At the end of 2023, the Society of Automobile Engineers (SAE) sponsored a report from consulting firm BCG called “The US Needs More Engineers. What's the Solution?” in December 2023. It showed that the United States is facing a massive shortage of engineers.
The report, which was not focused on the automotive industry, but instead all engineering fields, showed that the United States needs approximately 400,000 new engineers every year to achieve equilibrium in the workforce, yet every year, one-third of all open engineering positions remain unfilled.
At the time of the study, the trend was expected to continue into the year 2030. Recent changes to education funding and H1-B visa availability may extend this situation out further.
Two of the biggest groups seeing an employment shortfall are software engineering and industrial control programmers. Obviously, not all industrial controls need degreed engineers to program them, but that study indicated a symptom of something bigger—a shortage of skilled programmers in general in our manufacturing industries.
This situation is not completely unlike other challenges the automation industry faces regularly, such as becoming more efficient with the resources on hand. In this case, the resource is the skilled industrial programmer. And just as with equipment on the factory line, the main low-hanging fruit of increasing efficiency is reducing downtime while increasing uptime.
Downtime for industrial programming could be viewed as anything that keeps an engineer or technician from pumping out effective code, such as having to train on a new software package, learning a new programming language or set of code-troubleshooting tools. Having a standard set of programming languages is a huge step in the right direction to avoid having to sit in training classes on a new language and the inevitable learning curve that using a new language entails.
The International Electrotechnical Commission (IEC) 61131-3 programming standard was introduced in 1993 with the original intent of standardizing programming of programmable logic controllers (PLCs) across vendors through the use of five standard languages: structured text (ST), instruction list (IL), sequential function chart (SFC), ladder diagram (LD) and function block diagram (FBD). For better or worse, the IEC 61131 standard is changing, and we will be down to four languages soon. Yes, IL is going the way of Pluto and has been voted out of the solar system, or in this case, the IEC standard.
The IEC 61131 standard was initially touted to make programs fully portable from one vendor’s editing environment to another and be completely hardware-agnostic. Can you imagine being able to download a complex motion program written in one vendor’s environment into a competitor’s and have it function without a hitch? Those were lofty goals and never really saw the light of day.

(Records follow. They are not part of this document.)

//! Shared fixtures for flow tests.

#![allow(dead_code)]

use std::sync::{Arc, Mutex};

use sharedrop_backend::FileRepository;
use sharedrop_backend::memory::MemoryBackend;
use sharedrop_core::config::{ShareConfig, UploadConfig};
use sharedrop_core::result::AppResult;
use sharedrop_core::traits::Clipboard;
use sharedrop_entity::FileRecord;
use sharedrop_service::{
    ListingService, LocalFile, NoticeLog, SessionService, ShareResolver, UploadService,
};

pub const EMAIL: &str = "owner@example.com";
pub const PASSWORD: &str = "correct horse";
pub const ORIGIN: &str = "https://drop.example.com";

/// Clipboard that remembers the last copied text.
#[derive(Debug, Default)]
pub struct RecordingClipboard {
    text: Mutex<Option<String>>,
}

impl RecordingClipboard {
    pub fn contents(&self) -> Option<String> {
        self.text.lock().unwrap().clone()
    }
}

impl Clipboard for RecordingClipboard {
    fn write_text(&self, text: &str) -> AppResult<()> {
        *self.text.lock().unwrap() = Some(text.to_string());
        Ok(())
    }
}

/// Every flow wired to one memory backend.
pub struct TestApp {
    pub backend: Arc<MemoryBackend>,
    pub session: Arc<SessionService>,
    pub notices: Arc<NoticeLog>,
    pub clipboard: Arc<RecordingClipboard>,
    pub listing: ListingService,
    pub uploads: UploadService,
    pub shares: ShareResolver,
}

impl TestApp {
    pub fn new() -> Self {
        Self::with_config(UploadConfig::default(), share_config(false))
    }

    pub fn with_config(upload: UploadConfig, share: ShareConfig) -> Self {
        let backend = Arc::new(MemoryBackend::default());
        let session = Arc::new(SessionService::new(backend.clone()));
        let notices = Arc::new(NoticeLog::new());
        let clipboard = Arc::new(RecordingClipboard::default());
        let files = FileRepository::new(backend.clone(), "files");

        let listing = ListingService::new(
            session.clone(),
            files.clone(),
            notices.clone(),
            clipboard.clone(),
            share.clone(),
        );
        let uploads = UploadService::new(
            session.clone(),
            backend.clone(),
            files.clone(),
            notices.clone(),
            upload,
        );
        let shares = ShareResolver::new(files, notices.clone(), clipboard.clone(), share);

        Self {
            backend,
            session,
            notices,
            clipboard,
            listing,
            uploads,
            shares,
        }
    }

    /// Register the owner account and sign it in.
    pub async fn sign_in(&self) {
        self.backend.register_user(EMAIL, PASSWORD);
        self.session.sign_in(EMAIL, PASSWORD).await.expect("sign in");
    }

    /// Upload one text file and return its record.
    pub async fn upload(&self, name: &str, contents: &str) -> FileRecord {
        let report = self
            .uploads
            .upload_batch(vec![text_file(name, contents)], |_| {})
            .await;
        report.uploaded.into_iter().next().expect("uploaded")
    }
}

pub fn share_config(require_public: bool) -> ShareConfig {
    ShareConfig {
        public_origin: ORIGIN.to_string(),
        require_public,
    }
}

pub fn text_file(name: &str, contents: &str) -> LocalFile {
    LocalFile::new(name, "text/plain", contents.as_bytes().to_vec())
}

One of the reasons this “program portability” never came to fruition was the way the standard itself was adopted—each vendor was able to make “enhancements” above and beyond the basics of the IEC 61131-3 standard, as long as the basic standards were followed.
Of course, new vendor-specific instructions were also needed to facilitate competitive advancements in a supplier’s drives, actuators and sensors. These loopholes were double-edged swords; they made it more appealing for additional vendors to jump on the IEC 61131 bandwagon and have a “compliant” programming package but resulted in losing the ability to freely move a program from one brand of PLC to another.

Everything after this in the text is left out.